Aim of the task:
Give again, word for word, every line below from the one that has "single REST request." through the one that has "new independent fileset.", both included, and no others.

Input:
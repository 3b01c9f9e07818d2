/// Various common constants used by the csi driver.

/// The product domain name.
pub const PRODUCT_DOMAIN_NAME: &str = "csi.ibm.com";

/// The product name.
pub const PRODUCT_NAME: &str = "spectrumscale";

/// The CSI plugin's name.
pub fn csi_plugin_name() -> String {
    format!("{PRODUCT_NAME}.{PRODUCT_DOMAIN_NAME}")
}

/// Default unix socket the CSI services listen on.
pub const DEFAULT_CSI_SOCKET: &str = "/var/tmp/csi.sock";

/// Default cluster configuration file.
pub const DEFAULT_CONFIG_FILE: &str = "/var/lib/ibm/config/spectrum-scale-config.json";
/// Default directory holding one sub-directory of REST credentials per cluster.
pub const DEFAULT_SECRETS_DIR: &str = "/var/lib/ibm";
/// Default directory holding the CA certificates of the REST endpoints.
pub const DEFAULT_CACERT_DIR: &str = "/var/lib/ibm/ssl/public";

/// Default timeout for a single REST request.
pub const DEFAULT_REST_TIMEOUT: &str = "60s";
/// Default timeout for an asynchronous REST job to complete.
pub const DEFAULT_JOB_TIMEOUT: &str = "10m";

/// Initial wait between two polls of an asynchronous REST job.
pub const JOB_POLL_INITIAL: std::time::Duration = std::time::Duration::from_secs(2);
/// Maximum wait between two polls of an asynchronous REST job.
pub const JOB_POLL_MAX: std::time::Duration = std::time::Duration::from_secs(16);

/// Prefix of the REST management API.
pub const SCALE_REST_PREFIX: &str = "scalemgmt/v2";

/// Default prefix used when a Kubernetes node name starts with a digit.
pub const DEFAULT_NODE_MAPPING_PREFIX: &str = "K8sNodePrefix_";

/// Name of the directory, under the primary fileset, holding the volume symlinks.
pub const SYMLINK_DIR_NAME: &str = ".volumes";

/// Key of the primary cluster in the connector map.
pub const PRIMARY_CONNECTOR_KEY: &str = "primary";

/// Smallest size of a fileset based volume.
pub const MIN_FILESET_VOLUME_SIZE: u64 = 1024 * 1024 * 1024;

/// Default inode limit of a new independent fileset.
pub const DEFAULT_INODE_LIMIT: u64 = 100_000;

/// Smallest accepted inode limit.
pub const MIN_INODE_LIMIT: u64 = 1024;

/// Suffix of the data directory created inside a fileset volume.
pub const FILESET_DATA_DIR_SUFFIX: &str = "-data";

---

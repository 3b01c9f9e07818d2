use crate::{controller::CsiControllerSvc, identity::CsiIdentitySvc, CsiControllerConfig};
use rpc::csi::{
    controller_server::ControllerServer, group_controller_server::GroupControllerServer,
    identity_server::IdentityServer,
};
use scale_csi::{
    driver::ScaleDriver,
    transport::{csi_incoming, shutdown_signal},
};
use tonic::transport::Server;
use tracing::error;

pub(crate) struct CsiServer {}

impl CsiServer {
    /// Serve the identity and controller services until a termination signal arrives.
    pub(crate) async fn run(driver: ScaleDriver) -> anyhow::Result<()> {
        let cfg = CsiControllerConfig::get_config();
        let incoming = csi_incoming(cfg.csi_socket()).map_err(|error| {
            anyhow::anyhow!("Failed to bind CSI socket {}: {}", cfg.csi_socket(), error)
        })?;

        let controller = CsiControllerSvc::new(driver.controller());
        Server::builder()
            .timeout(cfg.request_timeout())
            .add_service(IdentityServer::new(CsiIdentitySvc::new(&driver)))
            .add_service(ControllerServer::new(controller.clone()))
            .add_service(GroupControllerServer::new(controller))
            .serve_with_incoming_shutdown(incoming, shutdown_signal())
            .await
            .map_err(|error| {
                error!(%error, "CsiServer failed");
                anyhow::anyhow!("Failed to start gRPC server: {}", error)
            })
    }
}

Result of the exercise:
/// Default timeout for a single REST request.
pub const DEFAULT_REST_TIMEOUT: &str = "60s";
/// Default timeout for an asynchronous REST job to complete.
pub const DEFAULT_JOB_TIMEOUT: &str = "10m";

/// Initial wait between two polls of an asynchronous REST job.
pub const JOB_POLL_INITIAL: std::time::Duration = std::time::Duration::from_secs(2);
/// Maximum wait between two polls of an asynchronous REST job.
pub const JOB_POLL_MAX: std::time::Duration = std::time::Duration::from_secs(16);

/// Prefix of the REST management API.
pub const SCALE_REST_PREFIX: &str = "scalemgmt/v2";

/// Default prefix used when a Kubernetes node name starts with a digit.
pub const DEFAULT_NODE_MAPPING_PREFIX: &str = "K8sNodePrefix_";

/// Name of the directory, under the primary fileset, holding the volume symlinks.
pub const SYMLINK_DIR_NAME: &str = ".volumes";

/// Key of the primary cluster in the connector map.
pub const PRIMARY_CONNECTOR_KEY: &str = "primary";

/// Smallest size of a fileset based volume.
pub const MIN_FILESET_VOLUME_SIZE: u64 = 1024 * 1024 * 1024;

/// Default inode limit of a new independent fileset.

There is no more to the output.